Vancouver-based unicorn Nexii Building Solutions Inc. is having their business practice called into question once again as the company defends itself in a second lawsuit.

Just two years ago, the green building startup declared it had attained unicorn status – a private company with a valuation of US$1 billion or more – faster than any other Canadian company.

Nexii also advertises a board of directors and leadership team stacked with big names, including former Vancouver mayor Gregor Robertson, former global president and COO of McDonald’s Mike Roberts and actor Michael Keaton, an investor in the company.

As of 2022, the company’s valuation was estimated to be more than $2 billion following a $45 million raise from investors.

Two previous funding rounds in 2021 and 2020 raised $45 million and $33 million, respectively, thanks to the company’s development of “Nexitte,” a low-carbon alternative to cement and concrete for floors, walls and roofs.

Since then, the company been battling an alleged breach of contract in B.C. Supreme Court. And in the eastern district of Pennsylvania, Nexii is being sued for breach of contract, as well as fraud, tortious interference and securities fraud.

Green construction company NexUS1 LLC and investor Nex-Stock LLC, assert that Nexii made false representations to generate investment and participation in their franchise program. This allegedly resulted in significant financial losses, reputational harm and operational setbacks for the plaintiffs, according to court documents.

The suit also names Stephen Sidwell, “serial entrepreneur” and CEO of Nexii, as a defendant. Sidwell is described in court documents as the “individual bad actor principally responsible for perpetrating these frauds, doing so for his own personal monetary gain and aggrandizement.”

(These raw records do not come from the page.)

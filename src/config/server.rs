//! Server configuration

use serde::Deserialize;
use std::net::SocketAddr;
use std::time::Duration;

use super::error::ValidationError;

/// Server configuration
#[derive(Debug, Clone, Deserialize)]
pub struct ServerConfig {
    /// Host address to bind to
    #[serde(default = "default_host")]
    pub host: String,

    /// Port to listen on
    #[serde(default = "default_port")]
    pub port: u16,

    /// Environment name
    #[serde(default = "default_environment")]
    pub environment: Environment,

    /// Rust log filter directive
    #[serde(default = "default_log_level")]
    pub log_level: String,

    /// Request timeout in seconds
    #[serde(default = "default_request_timeout")]
    pub request_timeout_secs: u64,

    /// CORS allowed origins (comma-separated)
    pub cors_origins: Option<String>,
}

/// Application environment
#[derive(Debug, Clone, Deserialize, PartialEq, Eq, Default)]
#[serde(rename_all = "lowercase")]
pub enum Environment {
    #[default]
    Development,
    Staging,
    Production,
}

impl ServerConfig {
    /// Get the socket address to bind to
    pub fn socket_addr(&self) -> Result<SocketAddr, ValidationError> {
        let addr = format!("{}:{}", self.host, self.port);
        addr.parse()
            .map_err(|_| ValidationError::InvalidBindAddress(addr))
    }

    /// Check if running in production
    pub fn is_production(&self) -> bool {
        self.environment == Environment::Production
    }

    /// Request timeout as Duration
    pub fn request_timeout(&self) -> Duration {
        Duration::from_secs(self.request_timeout_secs)
    }

    /// Get CORS origins as a vector
    pub fn cors_origins_list(&self) -> Vec<String> {
        self.cors_origins
            .as_ref()
            .map(|s| {
                s.split(',')
                    .map(|s| s.trim().to_string())
                    .filter(|s| !s.is_empty())
                    .collect()
            })
            .unwrap_or_default()
    }

    /// Validate server configuration
    pub fn validate(&self) -> Result<(), ValidationError> {
        if self.port == 0 {
            return Err(ValidationError::InvalidPort);
        }
        if self.request_timeout_secs == 0 || self.request_timeout_secs > 300 {
            return Err(ValidationError::InvalidTimeout);
        }
        self.socket_addr()?;
        Ok(())
    }
}

impl Default for ServerConfig {
    fn default() -> Self {
        Self {
            host: default_host(),
            port: default_port(),
            environment: default_environment(),
            log_level: default_log_level(),
            request_timeout_secs: default_request_timeout(),
            cors_origins: None,
        }
    }
}

fn default_host() -> String {
    "0.0.0.0".to_string()
}

fn default_port() -> u16 {
    8080
}

fn default_environment() -> Environment {
    Environment::Development
}

fn default_log_level() -> String {
    "info,mission_hub=debug,sqlx=warn".to_string()
}

fn default_request_timeout() -> u64 {
    30
}
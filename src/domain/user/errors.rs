//! User and skill association error types.

use thiserror::Error;

use crate::domain::foundation::{DomainError, ErrorCode, SkillId, UserId, ValidationError};

#[derive(Debug, Clone, PartialEq, Eq, Error)]
pub enum UserSkillError {
    #[error("Invalid argument: {0}")]
    InvalidArgument(String),

    #[error("User not found: {0}")]
    UserNotFound(UserId),

    #[error("Skill not found: {0}")]
    SkillNotFound(SkillId),

    #[error("User {user_id} does not have skill {skill_id}")]
    AssociationNotFound { user_id: UserId, skill_id: SkillId },

    #[error("User {user_id} already has skill {skill_id}")]
    Duplicate { user_id: UserId, skill_id: SkillId },

    #[error("Store unavailable: {0}")]
    StoreUnavailable(String),

    #[error("Error: {0}")]
    Infrastructure(String),
}

impl UserSkillError {
    pub fn code(&self) -> ErrorCode {
        match self {
            UserSkillError::InvalidArgument(_) => ErrorCode::InvalidArgument,
            UserSkillError::UserNotFound(_) => ErrorCode::UserNotFound,
            UserSkillError::SkillNotFound(_) => ErrorCode::SkillNotFound,
            UserSkillError::AssociationNotFound { .. } => ErrorCode::UserSkillNotFound,
            UserSkillError::Duplicate { .. } => ErrorCode::DuplicateUserSkill,
            UserSkillError::StoreUnavailable(_) => ErrorCode::StoreUnavailable,
            UserSkillError::Infrastructure(_) => ErrorCode::DatabaseError,
        }
    }
}

impl From<ValidationError> for UserSkillError {
    fn from(err: ValidationError) -> Self {
        UserSkillError::InvalidArgument(err.to_string())
    }
}

impl From<DomainError> for UserSkillError {
    fn from(err: DomainError) -> Self {
        let user_id = UserId::from_raw(
            err.detail("user_id")
                .and_then(|v| v.parse().ok())
                .unwrap_or_default(),
        );
        let skill_id = SkillId::from_raw(
            err.detail("skill_id")
                .and_then(|v| v.parse().ok())
                .unwrap_or_default(),
        );
        match err.code {
            ErrorCode::UserNotFound => UserSkillError::UserNotFound(user_id),
            ErrorCode::SkillNotFound => UserSkillError::SkillNotFound(skill_id),
            ErrorCode::UserSkillNotFound => {
                UserSkillError::AssociationNotFound { user_id, skill_id }
            }
            ErrorCode::DuplicateUserSkill => UserSkillError::Duplicate { user_id, skill_id },
            ErrorCode::InvalidArgument
            | ErrorCode::ValidationFailed
            | ErrorCode::EmptyField
            | ErrorCode::OutOfRange
            | ErrorCode::InvalidFormat => UserSkillError::InvalidArgument(err.message),
            ErrorCode::StoreUnavailable => UserSkillError::StoreUnavailable(err.message),
            _ => UserSkillError::Infrastructure(err.to_string()),
        }
    }
}

#[cfg(test)]
mod tests {
    use super::*;

    #[test]
    fn duplicate_pair_round_trips_ids() {
        let err = DomainError::new(ErrorCode::DuplicateUserSkill, "dup")
            .with_detail("user_id", "1")
            .with_detail("skill_id", "2");
        assert_eq!(
            UserSkillError::from(err),
            UserSkillError::Duplicate {
                user_id: UserId::from_raw(1),
                skill_id: SkillId::from_raw(2)
            }
        );
    }

    #[test]
    fn store_unavailable_is_preserved() {
        let err = UserSkillError::from(DomainError::store_unavailable("down"));
        assert_eq!(err.code(), ErrorCode::StoreUnavailable);
    }
}
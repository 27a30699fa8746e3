//! Packaging orchestrator.
//!
//! A run moves forward through a fixed sequence of stages:
//!
//! ```text
//! Start -> ResolveVersions -> BuildFileList -> WriteArchive -> Compress -> Done
//!                                                           \-> Skip ---/
//! ```
//!
//! Nothing under the packages directory is touched before `WriteArchive`, so
//! a run that fails while resolving or discovering inputs leaves no archive
//! behind. The secondary compressor only starts once the primary archive's
//! completion handle has resolved.

use fs2::FileExt;
use serde::Serialize;
use std::fmt;
use std::fs::{self, File, OpenOptions};
use std::path::{Path, PathBuf};

use crate::archive::filesystem::sha256_file;
use crate::archive::{ArchiveReport, ArchiveRequest, ArchiveSink, SecondaryCompressor, ToolProbe};
use crate::config::PackageConfig;
use crate::error::{PackError, PipelineFailure, Result};
use crate::layout::{plan_entries, ArchiveEntry, LayoutInputs};
use crate::platform::PlatformTarget;
use crate::runtime::resolve_runtime_library;

/// Runtime checkout, relative to the project root.
pub const RUNTIME_DIR: &str = "deps/node";

/// Advisory lock held in the packages directory while archives are written.
pub const LOCK_FILENAME: &str = ".launchui-pack.lock";

/// Where a packaging run is.
#[derive(Debug, Clone, Copy, PartialEq, Eq, Serialize)]
#[serde(rename_all = "kebab-case")]
pub enum Stage {
    Start,
    ResolveVersions,
    BuildFileList,
    WriteArchive,
    Compress,
    Skip,
    Done,
}

impl Stage {
    /// Position in the pipeline. `Compress` and `Skip` are alternatives.
    fn rank(self) -> u8 {
        match self {
            Stage::Start => 0,
            Stage::ResolveVersions => 1,
            Stage::BuildFileList => 2,
            Stage::WriteArchive => 3,
            Stage::Compress | Stage::Skip => 4,
            Stage::Done => 5,
        }
    }

    /// Whether a run in this stage may move on to `next`.
    pub fn can_advance_to(self, next: Stage) -> bool {
        next.rank() > self.rank()
    }
}

impl fmt::Display for Stage {
    fn fmt(&self, f: &mut fmt::Formatter<'_>) -> fmt::Result {
        let name = match self {
            Stage::Start => "start",
            Stage::ResolveVersions => "resolve-versions",
            Stage::BuildFileList => "build-file-list",
            Stage::WriteArchive => "write-archive",
            Stage::Compress => "compress",
            Stage::Skip => "skip",
            Stage::Done => "done",
        };
        f.write_str(name)
    }
}

/// What happened to the secondary archive.
#[derive(Debug, Clone, PartialEq, Eq, Serialize)]
#[serde(tag = "status", rename_all = "kebab-case")]
pub enum SecondaryArchive {
    Created {
        path: PathBuf,
        size_bytes: u64,
        sha256: String,
    },
    /// The compression tool was not installed.
    Skipped { tool: String },
}

/// The outcome of a successful packaging run.
#[derive(Debug, Clone, Serialize)]
pub struct PackageDescriptor {
    pub target: PlatformTarget,
    pub primary: ArchiveReport,
    pub secondary: SecondaryArchive,
}

impl PackageDescriptor {
    pub fn primary_path(&self) -> &Path {
        &self.primary.path
    }

    pub fn secondary_path(&self) -> Option<&Path> {
        match &self.secondary {
            SecondaryArchive::Created { path, .. } => Some(path),
            SecondaryArchive::Skipped { .. } => None,
        }
    }
}

/// Drives one packaging run for `config.target`.
pub struct Packager<'a> {
    config: &'a PackageConfig,
    sink: &'a dyn ArchiveSink,
    compressor: &'a dyn SecondaryCompressor,
    stage: Stage,
}

impl<'a> Packager<'a> {
    pub fn new(
        config: &'a PackageConfig,
        sink: &'a dyn ArchiveSink,
        compressor: &'a dyn SecondaryCompressor,
    ) -> Self {
        Self {
            config,
            sink,
            compressor,
            stage: Stage::Start,
        }
    }

    /// Resolve inputs and list the archive entries without writing anything.
    pub fn plan(mut self) -> Result<Vec<ArchiveEntry>, PipelineFailure> {
        self.build_file_list()
    }

    /// Produce the primary archive and, when the tool is available, the
    /// secondary one.
    pub fn run(mut self) -> Result<PackageDescriptor, PipelineFailure> {
        let entries = self.build_file_list()?;

        self.advance(Stage::WriteArchive);
        let _lock = lock_packages_dir(&self.config.packages_dir).map_err(|e| self.fail(e))?;
        let primary = self
            .sink
            .start(ArchiveRequest {
                output: self.config.primary_archive(),
                entries,
                compression_level: self.config.compression_level,
            })
            .and_then(|pending| pending.wait())
            .map_err(|e| self.fail(e))?;

        let secondary = match self.compressor.probe().map_err(|e| self.fail(e))? {
            ToolProbe::Missing { tool } => {
                self.advance(Stage::Skip);
                tracing::info!(%tool, "compression tool not found, skipping secondary archive");
                SecondaryArchive::Skipped { tool }
            }
            ToolProbe::Available(_) => {
                self.advance(Stage::Compress);
                let path = self
                    .compressor
                    .recompress(&primary.path)
                    .map_err(|e| self.fail(e))?;
                let (sha256, size_bytes) =
                    sha256_file(&path).map_err(|e| self.fail(PackError::io(&path, e)))?;
                SecondaryArchive::Created {
                    path,
                    size_bytes,
                    sha256,
                }
            }
        };

        self.advance(Stage::Done);
        Ok(PackageDescriptor {
            target: self.config.target.clone(),
            primary,
            secondary,
        })
    }

    fn build_file_list(&mut self) -> Result<Vec<ArchiveEntry>, PipelineFailure> {
        let config = self.config;

        self.advance(Stage::ResolveVersions);
        let runtime = resolve_runtime_library(
            &config.project_root.join(RUNTIME_DIR),
            &config.target,
            config.runtime_lookup,
        )
        .map_err(|e| self.fail(e))?;

        self.advance(Stage::BuildFileList);
        let inputs = LayoutInputs {
            project_root: &config.project_root,
            target: &config.target,
            runtime: &runtime,
            windows: &config.windows,
        };
        let entries = plan_entries(&inputs).map_err(|e| self.fail(e))?;
        tracing::info!(entries = entries.len(), "built file list");
        Ok(entries)
    }

    fn advance(&mut self, next: Stage) {
        debug_assert!(
            self.stage.can_advance_to(next),
            "stage {} cannot follow {}",
            next,
            self.stage
        );
        tracing::info!(target_platform = %self.config.target, stage = %next, "packaging");
        self.stage = next;
    }

    fn fail(&self, error: PackError) -> PipelineFailure {
        PipelineFailure {
            stage: self.stage,
            target: self.config.target.clone(),
            error,
        }
    }
}

/// Recompress an existing primary archive.
///
/// Only `.zip` inputs are accepted. Returns `None` when the compression tool
/// is not installed.
pub fn recompress_existing(
    compressor: &dyn SecondaryCompressor,
    primary: &Path,
) -> Result<Option<PathBuf>> {
    let is_zip = primary
        .extension()
        .and_then(|ext| ext.to_str())
        .is_some_and(|ext| ext.eq_ignore_ascii_case("zip"));
    if !is_zip {
        return Err(PackError::Compression {
            path: primary.to_path_buf(),
            step: "input",
            reason: "not a .zip archive".to_string(),
        });
    }
    if !primary.is_file() {
        return Err(PackError::io(
            primary,
            std::io::Error::new(std::io::ErrorKind::NotFound, "archive does not exist"),
        ));
    }
    match compressor.recompress(primary) {
        Ok(path) => Ok(Some(path)),
        Err(err) if !err.is_fatal() => {
            tracing::info!("{}, skipping secondary archive", err);
            Ok(None)
        }
        Err(err) => Err(err),
    }
}

/// Exclusive lock on the packages directory, released on drop.
struct PackagesLock {
    file: File,
}

impl Drop for PackagesLock {
    fn drop(&mut self) {
        let _ = FileExt::unlock(&self.file);
    }
}

fn lock_packages_dir(dir: &Path) -> Result<PackagesLock> {
    fs::create_dir_all(dir).map_err(|e| PackError::io(dir, e))?;

    // The lock file is left in place; removing it while held would let a
    // second run lock a fresh inode at the same path.
    let path = dir.join(LOCK_FILENAME);
    let file = OpenOptions::new()
        .create(true)
        .read(true)
        .write(true)
        .truncate(false)
        .open(&path)
        .map_err(|e| PackError::io(&path, e))?;

    if file.try_lock_exclusive().is_err() {
        return Err(PackError::Locked { path });
    }
    Ok(PackagesLock { file })
}

#[cfg(test)]
mod tests {
    use super::*;
    use crate::archive::zip_writer::ZipArchiveBuilder;
    use crate::archive::secondary_archive_path;
    use crate::config::{Overrides, VERSION_VAR};
    use crate::layout::fixtures::write_posix;
    use crate::platform::HostEnvironment;
    use crate::runtime::MODULE_VERSION_HEADER;
    use tempfile::TempDir;

    struct NoTool;

    impl SecondaryCompressor for NoTool {
        fn probe(&self) -> Result<ToolProbe> {
            Ok(ToolProbe::Missing { tool: "7z".into() })
        }

        fn recompress(&self, _primary: &Path) -> Result<PathBuf> {
            Err(PackError::CompressionToolUnavailable { tool: "7z".into() })
        }
    }

    /// Copies the primary archive to its secondary path.
    struct CopyTool;

    impl SecondaryCompressor for CopyTool {
        fn probe(&self) -> Result<ToolProbe> {
            Ok(ToolProbe::Available(PathBuf::from("/usr/bin/true")))
        }

        fn recompress(&self, primary: &Path) -> Result<PathBuf> {
            let secondary = secondary_archive_path(primary);
            fs::copy(primary, &secondary).map_err(|e| PackError::io(&secondary, e))?;
            Ok(secondary)
        }
    }

    fn posix_project(temp: &TempDir) -> PackageConfig {
        let root = temp.path();
        write_posix(root, 91);
        let header = root.join(RUNTIME_DIR).join(MODULE_VERSION_HEADER);
        fs::create_dir_all(header.parent().unwrap()).unwrap();
        fs::write(&header, "#define NODE_MODULE_VERSION 91\n").unwrap();

        let host = HostEnvironment::synthetic("linux", "x64").with_var(VERSION_VAR, "0.1.5");
        PackageConfig::load(root, &host, &Overrides::default()).unwrap()
    }

    #[test]
    fn stages_only_move_forward() {
        assert!(Stage::Start.can_advance_to(Stage::ResolveVersions));
        assert!(Stage::WriteArchive.can_advance_to(Stage::Compress));
        assert!(Stage::WriteArchive.can_advance_to(Stage::Skip));
        assert!(Stage::Skip.can_advance_to(Stage::Done));
        assert!(!Stage::Compress.can_advance_to(Stage::Skip));
        assert!(!Stage::Done.can_advance_to(Stage::Start));
        assert!(!Stage::BuildFileList.can_advance_to(Stage::BuildFileList));
    }

    #[test]
    fn run_without_tool_skips_secondary() {
        let temp = TempDir::new().unwrap();
        let config = posix_project(&temp);

        let descriptor = Packager::new(&config, &ZipArchiveBuilder, &NoTool)
            .run()
            .unwrap();

        assert_eq!(descriptor.primary_path(), config.primary_archive());
        assert!(descriptor.primary_path().is_file());
        assert_eq!(
            descriptor.secondary,
            SecondaryArchive::Skipped { tool: "7z".into() }
        );
        assert!(!secondary_archive_path(&config.primary_archive()).exists());
    }

    #[test]
    fn run_with_tool_records_secondary_digest() {
        let temp = TempDir::new().unwrap();
        let config = posix_project(&temp);

        let descriptor = Packager::new(&config, &ZipArchiveBuilder, &CopyTool)
            .run()
            .unwrap();

        match &descriptor.secondary {
            SecondaryArchive::Created { path, sha256, .. } => {
                assert_eq!(path, &secondary_archive_path(&config.primary_archive()));
                assert_eq!(sha256, &descriptor.primary.sha256);
            }
            other => panic!("expected a secondary archive, got {:?}", other),
        }
    }

    #[test]
    fn plan_writes_nothing() {
        let temp = TempDir::new().unwrap();
        let config = posix_project(&temp);

        let entries = Packager::new(&config, &ZipArchiveBuilder, &NoTool)
            .plan()
            .unwrap();

        assert_eq!(entries[0].destination, "launchui");
        assert!(!config.packages_dir.exists());
    }

    #[test]
    fn unresolvable_runtime_fails_in_resolve_stage() {
        let temp = TempDir::new().unwrap();
        let config = posix_project(&temp);
        fs::remove_file(config.project_root.join(RUNTIME_DIR).join(MODULE_VERSION_HEADER))
            .unwrap();

        let failure = Packager::new(&config, &ZipArchiveBuilder, &NoTool)
            .run()
            .unwrap_err();

        assert_eq!(failure.stage, Stage::ResolveVersions);
        assert_eq!(failure.target, PlatformTarget::new("linux", "x64"));
        assert!(matches!(failure.error, PackError::Resolution { .. }));
        assert!(!config.packages_dir.exists());
    }

    #[test]
    fn held_lock_fails_write_stage() {
        let temp = TempDir::new().unwrap();
        let config = posix_project(&temp);
        let held = lock_packages_dir(&config.packages_dir).unwrap();

        let failure = Packager::new(&config, &ZipArchiveBuilder, &NoTool)
            .run()
            .unwrap_err();

        assert_eq!(failure.stage, Stage::WriteArchive);
        assert!(matches!(failure.error, PackError::Locked { .. }));
        assert!(!config.primary_archive().exists());

        drop(held);
        assert!(Packager::new(&config, &ZipArchiveBuilder, &NoTool)
            .run()
            .is_ok());
    }

    #[test]
    fn recompress_existing_reports_missing_tool_as_none() {
        let temp = TempDir::new().unwrap();
        let zip = temp.path().join("a.zip");
        fs::write(&zip, b"PK").unwrap();

        assert_eq!(recompress_existing(&NoTool, &zip).unwrap(), None);
        assert_eq!(
            recompress_existing(&CopyTool, &zip).unwrap(),
            Some(temp.path().join("a.7z"))
        );
        assert!(recompress_existing(&NoTool, &temp.path().join("absent.zip")).is_err());
    }

    #[test]
    fn recompress_existing_rejects_non_zip_input() {
        let temp = TempDir::new().unwrap();
        let tarball = temp.path().join("launchui.tar.gz");
        fs::write(&tarball, b"\x1f\x8b").unwrap();

        let err = recompress_existing(&CopyTool, &tarball).unwrap_err();

        assert!(matches!(err, PackError::Compression { step: "input", .. }));
        assert!(!temp.path().join("launchui.tar.7z").exists());
    }
}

Closer to home, Nexii’s B.C. Supreme Court civil suit involves a subsidiary of Burnaby-based Symphony Group, Symphony Advanced Building Technologies Inc. (SABT).

SABT is suing Nexii over alleged issues between the two companies to fulfill an early-stage licensing agreement.

Symphony Group Companies’ managing director Gurdeep Kainth said that he and multiple family members have invested millions of dollars in Nexii. These investments assumed that SABT would enter into a licensing agreement with the company.

“The Kainth family was very much in support of Nexii. They wanted Nexi to succeed, thought this was a huge breakthrough in construction technology and really wanted to be a part of it, not just as investors but also hands on the ground, let’s build this stuff and build up a big business. Nexii made a number of representations in that respect and certainly that’s why this relationship was entered into that way,” said Max Krangle, vice-president of business development at SABT.

Nexii denies all claims of wrongdoing in both cases, according to a statement to Glacier Media.

“It is unfortunate that SABT and NexUS1 pursued litigation. Nexii believes their claims have no merit and continues to be confident in a just resolution. Once again, Nexii emphatically denies the allegations and will vigorously defend its case,” said the statement.

BIV previously reported that in late 2019, Nexii and SABT entered into a letter agreement – a term sheet that laid out the conditions for a licensing agreement. This was to allow SABT to be the first licensee of Nexii’s technology in Ontario.

Following a modification of the term sheet, and Nexii reportedly failing to provide the licensing agreement within a 90-day period, Nexii allegedly provided SABT with a manufacturing pact.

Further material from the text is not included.